(Stored items)
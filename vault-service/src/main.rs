use service_core::error::AppError;
use service_core::observability::{init_metrics, init_tracing};
use std::net::SocketAddr;
use std::sync::Arc;
use tokio::signal;
use vault_service::{
    build_router,
    config::VaultConfig,
    db,
    services::{FileAuditArchive, PgStore, RedisService},
    AppState,
};

#[tokio::main]
async fn main() -> Result<(), AppError> {
    // Load configuration - fail fast if invalid
    let config = VaultConfig::from_env()?;

    init_tracing(
        &config.service_name,
        &config.log_level,
        config.otlp_endpoint.as_deref(),
    );
    init_metrics()?;

    tracing::info!(
        service = %config.service_name,
        version = %config.service_version,
        environment = ?config.environment,
        "Starting vault service"
    );

    let pool = db::create_pool(&config.database)
        .await
        .map_err(|e| AppError::DatabaseError(anyhow::anyhow!("Failed to connect: {}", e)))?;
    db::run_migrations(&pool)
        .await
        .map_err(|e| AppError::DatabaseError(anyhow::anyhow!("Migration failed: {}", e)))?;
    let store = Arc::new(PgStore::new(pool, config.database.tx_timeout()));

    let redis = RedisService::new(&config.redis.url)
        .await
        .map_err(AppError::ConfigError)?;
    tracing::info!("Redis service initialized");

    let archive = Arc::new(FileAuditArchive::new(config.audit_archive_dir.clone()));

    let addr = config.common.socket_addr();
    let state = AppState::new(config, store, Arc::new(redis), archive)?;
    let app = build_router(state);

    tracing::info!(address = %addr, "Listening");
    let listener = tokio::net::TcpListener::bind(addr).await?;

    axum::serve(
        listener,
        app.into_make_service_with_connect_info::<SocketAddr>(),
    )
    .with_graceful_shutdown(shutdown_signal())
    .await?;

    tracing::info!("Service shutdown complete");
    Ok(())
}

async fn shutdown_signal() {
    let ctrl_c = async {
        if let Err(e) = signal::ctrl_c().await {
            tracing::error!(error = %e, "Failed to install Ctrl+C handler");
            std::future::pending::<()>().await;
        }
    };

    #[cfg(unix)]
    let terminate = async {
        match signal::unix::signal(signal::unix::SignalKind::terminate()) {
            Ok(mut sigterm) => {
                sigterm.recv().await;
            }
            Err(e) => {
                tracing::error!(error = %e, "Failed to install SIGTERM handler");
                std::future::pending::<()>().await;
            }
        }
    };

    #[cfg(not(unix))]
    let terminate = std::future::pending::<()>();

    tokio::select! {
        _ = ctrl_c => {
            tracing::info!("Received SIGINT, starting graceful shutdown");
        },
        _ = terminate => {
            tracing::info!("Received SIGTERM, starting graceful shutdown");
        },
    }
}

# ACTIVITY
Search the data for the string "terminate" and copy each line where it appears.

# SOLUTION FOR THIS TASK
    let terminate = async {
        match signal::unix::signal(signal::unix::SignalKind::terminate()) {
    let terminate = std::future::pending::<()>();
        _ = terminate => {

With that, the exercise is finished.